Après la révolution, le grand acquis c’est la liberté associative. Sous Ben Ali il était interdit de créer des associations. Aujourd’hui il existe même des associations qui traitent de sujets que l’on n’avait pas envie de voir, : celles des homosexuels, des mères célibataires, de l’environnement … Il existe des radios libres où les gens parlent de sujets tabous jusqu’ici. Mais il y a encore des paroles qu’on n’entend toujours pas, celles des jeunes en particulier qui ont du mal à faire entendre leurs revendications. On n’est pas capable de leur donner ce qu’ils réclament, un monde meilleur. Un million d’élèves sont déscolarisés sur une population de 12 millions ! Beaucoup essaient de partir clandestinement ailleurs.

Dans Bel Abîme, le narrateur va trouver une arme dans la force des mots. Et puis va naître une relation d’amitié très forte qui va lui permettre de résister. Il va même se transformer physiquement, ce qui va l’aider à résister à son père.
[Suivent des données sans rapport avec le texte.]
use std::fmt;
use std::future::Future;
use std::pin::Pin;
use std::sync::Arc;
use std::time::Duration;

use serde::Serialize;

use homeboard_commute::RouteOption;
use homeboard_weather::{ForecastRecord, WeatherRecord};

/// Payload published to the display sink after a refresh.
///
/// Each update is a fresh immutable value; the sink owns it exclusively once
/// published.
#[derive(Debug, Clone, PartialEq, Serialize)]
pub enum PanelUpdate {
    Clock(String),
    Weather(WeatherRecord),
    Forecast(ForecastRecord),
    Commute(Vec<RouteOption>),
}

pub(crate) type PanelOp =
    Arc<dyn Fn() -> Pin<Box<dyn Future<Output = PanelUpdate> + Send>> + Send + Sync>;

/// One dashboard panel: a name, a refresh interval, and the bound operation
/// producing its next update.
///
/// The interval is fixed at construction and never changes at runtime.
#[derive(Clone)]
pub struct Panel {
    pub(crate) name: String,
    pub(crate) interval: Duration,
    pub(crate) op: PanelOp,
}

impl Panel {
    pub fn new<F, Fut>(name: impl Into<String>, interval: Duration, op: F) -> Self
    where
        F: Fn() -> Fut + Send + Sync + 'static,
        Fut: Future<Output = PanelUpdate> + Send + 'static,
    {
        Self {
            name: name.into(),
            interval,
            op: Arc::new(move || Box::pin(op())),
        }
    }

    pub fn name(&self) -> &str {
        &self.name
    }

    pub fn interval(&self) -> Duration {
        self.interval
    }
}

impl fmt::Debug for Panel {
    fn fmt(&self, f: &mut fmt::Formatter<'_>) -> fmt::Result {
        f.debug_struct("Panel")
            .field("name", &self.name)
            .field("interval", &self.interval)
            .finish_non_exhaustive()
    }
}
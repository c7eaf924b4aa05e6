//! OpenWeatherMap-style HTTP client and payload normalization.

use reqwest::Client;
use serde::Deserialize;
use std::time::Duration;

use crate::types::{
    mps_to_knots, round_temp, title_case, ForecastRecord, Units, WeatherError, WeatherRecord,
};

/// Default provider host
pub const DEFAULT_BASE_URL: &str = "https://api.openweathermap.org";

const CURRENT_PATH: &str = "/data/2.5/weather";
const FORECAST_PATH: &str = "/data/2.5/forecast";
const REQUEST_TIMEOUT_SECS: u64 = 10;

#[derive(Debug, Clone)]
pub struct WeatherClient {
    client: Client,
    api_key: String,
    base_url: String,
}

impl WeatherClient {
    pub fn new(api_key: impl Into<String>) -> Result<Self, WeatherError> {
        Self::with_base_url(api_key, DEFAULT_BASE_URL)
    }

    /// Client against a non-default host (tests, proxies).
    pub fn with_base_url(
        api_key: impl Into<String>,
        base_url: impl Into<String>,
    ) -> Result<Self, WeatherError> {
        let client = Client::builder()
            .timeout(Duration::from_secs(REQUEST_TIMEOUT_SECS))
            .build()?;

        Ok(Self {
            client,
            api_key: api_key.into(),
            base_url: base_url.into(),
        })
    }

    /// Fetch and normalize current conditions for `city`.
    ///
    /// # Errors
    /// Network failures, non-2xx provider statuses, and payloads missing the
    /// expected fields are returned as typed errors; callers that want the
    /// display contract use [`WeatherClient::current_or_fallback`].
    pub async fn current(&self, city: &str, units: Units) -> Result<WeatherRecord, WeatherError> {
        let payload: CurrentPayload = self.fetch(CURRENT_PATH, city, units).await?;
        normalize_current(&payload)
    }

    /// Fetch the forecast series for `city` and normalize its first entry.
    ///
    /// The nearest upcoming bucket stands in for the day's outlook; the rest
    /// of the series is ignored.
    ///
    /// # Errors
    /// Same contract as [`WeatherClient::current`].
    pub async fn forecast(&self, city: &str, units: Units) -> Result<ForecastRecord, WeatherError> {
        let payload: ForecastPayload = self.fetch(FORECAST_PATH, city, units).await?;
        normalize_forecast(&payload)
    }

    /// [`WeatherClient::current`], degraded to the fallback record on any failure.
    pub async fn current_or_fallback(&self, city: &str, units: Units) -> WeatherRecord {
        match self.current(city, units).await {
            Ok(record) => record,
            Err(e) => {
                tracing::warn!(city, error = %e, "current weather refresh failed");
                WeatherRecord::fallback()
            }
        }
    }

    /// [`WeatherClient::forecast`], degraded to the fallback record on any failure.
    pub async fn forecast_or_fallback(&self, city: &str, units: Units) -> ForecastRecord {
        match self.forecast(city, units).await {
            Ok(record) => record,
            Err(e) => {
                tracing::warn!(city, error = %e, "forecast refresh failed");
                ForecastRecord::fallback()
            }
        }
    }

    async fn fetch<T: serde::de::DeserializeOwned>(
        &self,
        path: &str,
        city: &str,
        units: Units,
    ) -> Result<T, WeatherError> {
        let url = format!("{}{}", self.base_url, path);

        let response = self
            .client
            .get(&url)
            .query(&[
                ("q", city),
                ("units", units.as_query()),
                ("appid", self.api_key.as_str()),
            ])
            .send()
            .await?;

        let status = response.status();
        if !status.is_success() {
            return Err(WeatherError::Provider {
                status: status.as_u16(),
            });
        }

        let body = response.text().await?;
        serde_json::from_str(&body).map_err(|e| WeatherError::Malformed(e.to_string()))
    }
}

#[derive(Debug, Deserialize)]
struct CurrentPayload {
    main: CurrentMain,
    weather: Vec<Condition>,
    #[serde(default)]
    wind: Wind,
}

#[derive(Debug, Deserialize)]
struct CurrentMain {
    temp: f64,
}

#[derive(Debug, Deserialize)]
struct Condition {
    description: String,
    icon: String,
}

// Wind is frequently partial or absent; a non-numeric value in either field
// must not fail the whole payload.
#[derive(Debug, Default, Deserialize)]
struct Wind {
    #[serde(default, deserialize_with = "lenient_f64")]
    speed: Option<f64>,
    #[serde(default, deserialize_with = "lenient_f64")]
    deg: Option<f64>,
}

#[derive(Debug, Deserialize)]
struct ForecastPayload {
    list: Vec<ForecastEntry>,
}

#[derive(Debug, Deserialize)]
struct ForecastEntry {
    main: ForecastMain,
    weather: Vec<Condition>,
    #[serde(default)]
    wind: Wind,
}

#[derive(Debug, Deserialize)]
struct ForecastMain {
    temp: f64,
    temp_min: f64,
    temp_max: f64,
}

fn lenient_f64<'de, D>(deserializer: D) -> Result<Option<f64>, D::Error>
where
    D: serde::Deserializer<'de>,
{
    let value = serde_json::Value::deserialize(deserializer)?;
    Ok(value.as_f64())
}

fn normalize_current(payload: &CurrentPayload) -> Result<WeatherRecord, WeatherError> {
    let condition = payload
        .weather
        .first()
        .ok_or_else(|| WeatherError::Malformed("weather conditions array is empty".to_string()))?;

    Ok(WeatherRecord {
        temperature_f: Some(round_temp(payload.main.temp)),
        description: title_case(&condition.description),
        icon_code: condition.icon.clone(),
        wind_speed_knots: payload.wind.speed.map(mps_to_knots),
        wind_direction_deg: payload.wind.deg,
    })
}

fn normalize_forecast(payload: &ForecastPayload) -> Result<ForecastRecord, WeatherError> {
    let entry = payload
        .list
        .first()
        .ok_or_else(|| WeatherError::Malformed("forecast list is empty".to_string()))?;

    let condition = entry
        .weather
        .first()
        .ok_or_else(|| WeatherError::Malformed("weather conditions array is empty".to_string()))?;

    Ok(ForecastRecord {
        temperature_f: Some(round_temp(entry.main.temp)),
        temperature_min_f: Some(round_temp(entry.main.temp_min)),
        temperature_max_f: Some(round_temp(entry.main.temp_max)),
        description: title_case(&condition.description),
        icon_code: condition.icon.clone(),
        wind_speed_knots: entry.wind.speed.map(mps_to_knots),
        wind_direction_deg: entry.wind.deg,
    })
}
Cette relation d’amitié va vous permettre de parler d’écologie, de votre attachement à la terre, aux plus faibles. Thèmes qui vous tiennent particulièrement à cœur.

Oui, je trouve que l’être humain se réduit à ce qu’il pense être, l’être élu parmi les espèces pour lequel la terre est consacrée, à l’image de Dieu tout puissant. Mais moi dans mes écrits, j’inscris l’homme dans son écosystème et je montre combien le rapport de l’homme à la terre, à l’animal peut être enrichissant. Je ne crois pas à l’homme tout puissant qui veut soumettre la nature à ses désirs, qui modifie les paysages à sa guise, comme les stations de ski par ex où les paysages sont transformés, comme les autoroutes qui défigurent les paysages..

Votre livre est un long monologue où se mêlent poésie et langage plus vulgaire.

J’ai écrit ce livre en une semaine.  J’avais l’impression que la voix du narrateur m’était dictée, que j’avais capté une fréquence, qu’il était derrière moi et même qu’il me fouettait pour que je continue. Pendant une semaine je n’ai fait qu’écrire. Très peu de choses ont été prémédités ; il y a une grande part d’inconscient dans ce livre. Cette réussite je la dois à cette spontanéité de l’écriture. Il y a de la vulgarité parce qu’on est avec un adolescent qui emploie ces mots. Et il y a après la découverte de l’amour, la première rencontre qui est très poétique et qui vient contrebalancer le côté cru  qu’on peut rencontrer au début du texte.

Et le titre ?

Un titre fait d’un oxymore, qui ne dévoile pas tout, un peu ambigu, qui fait sens au fur et à mesure de la lecture.